## [Description of the task]
For this exercise, please reproduce the records below word for word, from the first line through the line with "a charge: it".

═════ Working data ═════

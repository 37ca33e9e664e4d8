//! Per-agent budget accounting.
//!
//! The ledger keeps accumulated token and cost totals per agent and compares
//! them against that agent's `BudgetSpec`. It never refuses a charge: it
//! reports a `BudgetStatus`, and callers decide what to do with it. The agent
//! loop consults [`BudgetHandle::is_blocked`] before every LLM call.

use ledit_protocol::{AgentUsage, BudgetSpec, BudgetStatus};
use std::collections::{BTreeMap, HashMap};
use std::sync::{Arc, Mutex, MutexGuard, PoisonError};
use tracing::warn;

#[derive(Debug, Default)]
struct AgentBudget {
    spec: Option<BudgetSpec>,
    usage: AgentUsage,
}

/// Budget totals for every agent of a process run.
///
/// Cloning is cheap; clones share the same totals.
#[derive(Debug, Clone, Default)]
pub struct BudgetLedger {
    agents: Arc<Mutex<HashMap<String, AgentBudget>>>,
}

impl BudgetLedger {
    pub fn new() -> Self {
        Self::default()
    }

    /// Register (or replace) the limits of an agent. `None` means unlimited.
    pub fn register(&self, agent_id: &str, spec: Option<BudgetSpec>) {
        let mut agents = self.lock();
        agents.entry(agent_id.to_string()).or_default().spec = spec;
    }

    /// Seed totals from a persisted run state.
    pub fn restore(&self, usage: &BTreeMap<String, AgentUsage>) {
        let mut agents = self.lock();
        for (agent_id, totals) in usage {
            agents.entry(agent_id.clone()).or_default().usage = *totals;
        }
    }

    /// Add usage to an agent's totals and report where it now stands.
    pub fn charge(&self, agent_id: &str, tokens: u64, cost: f64) -> BudgetStatus {
        let mut agents = self.lock();
        let budget = agents.entry(agent_id.to_string()).or_default();
        budget.usage.tokens_used = budget.usage.tokens_used.saturating_add(tokens);
        budget.usage.cost_used += cost;

        let status = evaluate(budget.spec.as_ref(), &budget.usage);
        if let Some(spec) = &budget.spec {
            if status != BudgetStatus::Ok && spec.alert_on_limit {
                warn!(
                    agent_id,
                    tokens_used = budget.usage.tokens_used,
                    cost_used = budget.usage.cost_used,
                    ?status,
                    "agent budget threshold crossed"
                );
            }
        }
        status
    }

    /// Current status without charging anything.
    pub fn status(&self, agent_id: &str) -> BudgetStatus {
        let agents = self.lock();
        agents
            .get(agent_id)
            .map(|budget| evaluate(budget.spec.as_ref(), &budget.usage))
            .unwrap_or_default()
    }

    /// True when the agent reached a hard limit and must stop.
    pub fn is_blocked(&self, agent_id: &str) -> bool {
        let agents = self.lock();
        agents.get(agent_id).is_some_and(|budget| {
            budget.spec.as_ref().is_some_and(|spec| spec.stop_on_limit)
                && evaluate(budget.spec.as_ref(), &budget.usage) == BudgetStatus::Exceeded
        })
    }

    pub fn usage(&self, agent_id: &str) -> AgentUsage {
        let agents = self.lock();
        agents
            .get(agent_id)
            .map(|budget| budget.usage)
            .unwrap_or_default()
    }

    /// Totals of every agent that has been registered or charged.
    pub fn snapshot(&self) -> BTreeMap<String, AgentUsage> {
        let agents = self.lock();
        agents
            .iter()
            .map(|(agent_id, budget)| (agent_id.clone(), budget.usage))
            .collect()
    }

    /// A view of the ledger scoped to one agent.
    pub fn handle(&self, agent_id: &str) -> BudgetHandle {
        BudgetHandle {
            agent_id: agent_id.to_string(),
            ledger: self.clone(),
        }
    }

    fn lock(&self) -> MutexGuard<'_, HashMap<String, AgentBudget>> {
        self.agents.lock().unwrap_or_else(PoisonError::into_inner)
    }
}

/// An agent-scoped view of a [`BudgetLedger`].
#[derive(Debug, Clone)]
pub struct BudgetHandle {
    agent_id: String,
    ledger: BudgetLedger,
}

impl BudgetHandle {
    /// A handle over a private ledger with no limits. Used for ad-hoc runs.
    pub fn unlimited(agent_id: &str) -> Self {
        BudgetLedger::new().handle(agent_id)
    }

    pub fn agent_id(&self) -> &str {
        &self.agent_id
    }

    pub fn charge(&self, tokens: u64, cost: f64) -> BudgetStatus {
        self.ledger.charge(&self.agent_id, tokens, cost)
    }

    pub fn status(&self) -> BudgetStatus {
        self.ledger.status(&self.agent_id)
    }

    pub fn is_blocked(&self) -> bool {
        self.ledger.is_blocked(&self.agent_id)
    }

    pub fn usage(&self) -> AgentUsage {
        self.ledger.usage(&self.agent_id)
    }
}

fn evaluate(spec: Option<&BudgetSpec>, usage: &AgentUsage) -> BudgetStatus {
    let Some(spec) = spec else {
        return BudgetStatus::Ok;
    };

    let tokens_exceeded = spec.max_tokens > 0 && usage.tokens_used >= spec.max_tokens;
    let cost_exceeded = spec.max_cost > 0.0 && usage.cost_used >= spec.max_cost;
    if tokens_exceeded || cost_exceeded {
        return BudgetStatus::Exceeded;
    }

    let tokens_warning = spec.token_warning > 0 && usage.tokens_used >= spec.token_warning;
    let cost_warning = spec.cost_warning > 0.0 && usage.cost_used >= spec.cost_warning;
    if tokens_warning || cost_warning {
        return BudgetStatus::Warning;
    }

    BudgetStatus::Ok
}

#[cfg(test)]
mod tests {
    use super::*;

    fn spec(max_tokens: u64, token_warning: u64, stop_on_limit: bool) -> BudgetSpec {
        BudgetSpec {
            max_tokens,
            token_warning,
            stop_on_limit,
            ..Default::default()
        }
    }

    #[test]
    fn test_charge_progresses_through_thresholds() {
        let ledger = BudgetLedger::new();
        ledger.register("dev", Some(spec(100, 80, true)));

        assert_eq!(ledger.charge("dev", 50, 0.0), BudgetStatus::Ok);
        assert_eq!(ledger.charge("dev", 30, 0.0), BudgetStatus::Warning);
        assert!(!ledger.is_blocked("dev"));
        assert_eq!(ledger.charge("dev", 20, 0.0), BudgetStatus::Exceeded);
        assert!(ledger.is_blocked("dev"));
        assert_eq!(ledger.usage("dev").tokens_used, 100);
    }

    #[test]
    fn test_exceeded_without_stop_on_limit_is_not_blocking() {
        let ledger = BudgetLedger::new();
        ledger.register("dev", Some(spec(10, 0, false)));

        assert_eq!(ledger.charge("dev", 20, 0.0), BudgetStatus::Exceeded);
        assert!(!ledger.is_blocked("dev"));
    }

    #[test]
    fn test_cost_limit() {
        let ledger = BudgetLedger::new();
        ledger.register(
            "dev",
            Some(BudgetSpec {
                max_cost: 1.0,
                cost_warning: 0.5,
                stop_on_limit: true,
                ..Default::default()
            }),
        );

        assert_eq!(ledger.charge("dev", 0, 0.6), BudgetStatus::Warning);
        assert_eq!(ledger.charge("dev", 0, 0.6), BudgetStatus::Exceeded);
        assert!(ledger.is_blocked("dev"));
    }

    #[test]
    fn test_zero_limits_mean_unlimited() {
        let ledger = BudgetLedger::new();
        ledger.register("dev", Some(BudgetSpec::default()));

        assert_eq!(ledger.charge("dev", u64::MAX / 2, 1_000.0), BudgetStatus::Ok);
        assert_eq!(ledger.status("unknown"), BudgetStatus::Ok);
    }

    #[test]
    fn test_restore_and_snapshot() {
        let ledger = BudgetLedger::new();
        ledger.register("dev", Some(spec(100, 0, true)));

        let mut persisted = BTreeMap::new();
        persisted.insert(
            "dev".to_string(),
            AgentUsage {
                tokens_used: 100,
                cost_used: 0.0,
            },
        );
        ledger.restore(&persisted);

        assert!(ledger.is_blocked("dev"));
        assert_eq!(ledger.snapshot().get("dev").map(|u| u.tokens_used), Some(100));
    }

    #[test]
    fn test_handles_share_totals() {
        let ledger = BudgetLedger::new();
        let first = ledger.handle("dev");
        let second = ledger.handle("dev");

        first.charge(5, 0.1);
        second.charge(5, 0.1);

        assert_eq!(ledger.usage("dev").tokens_used, 10);
        assert_eq!(first.agent_id(), "dev");
        assert_eq!(BudgetHandle::unlimited("x").status(), BudgetStatus::Ok);
    }
}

═════

## [Written answer]
repository 37ca33e9e664e4d8
//! Per-agent budget accounting.
//!
//! The ledger keeps accumulated token and cost totals per agent and compares
//! them against that agent's `BudgetSpec`. It never refuses a charge: it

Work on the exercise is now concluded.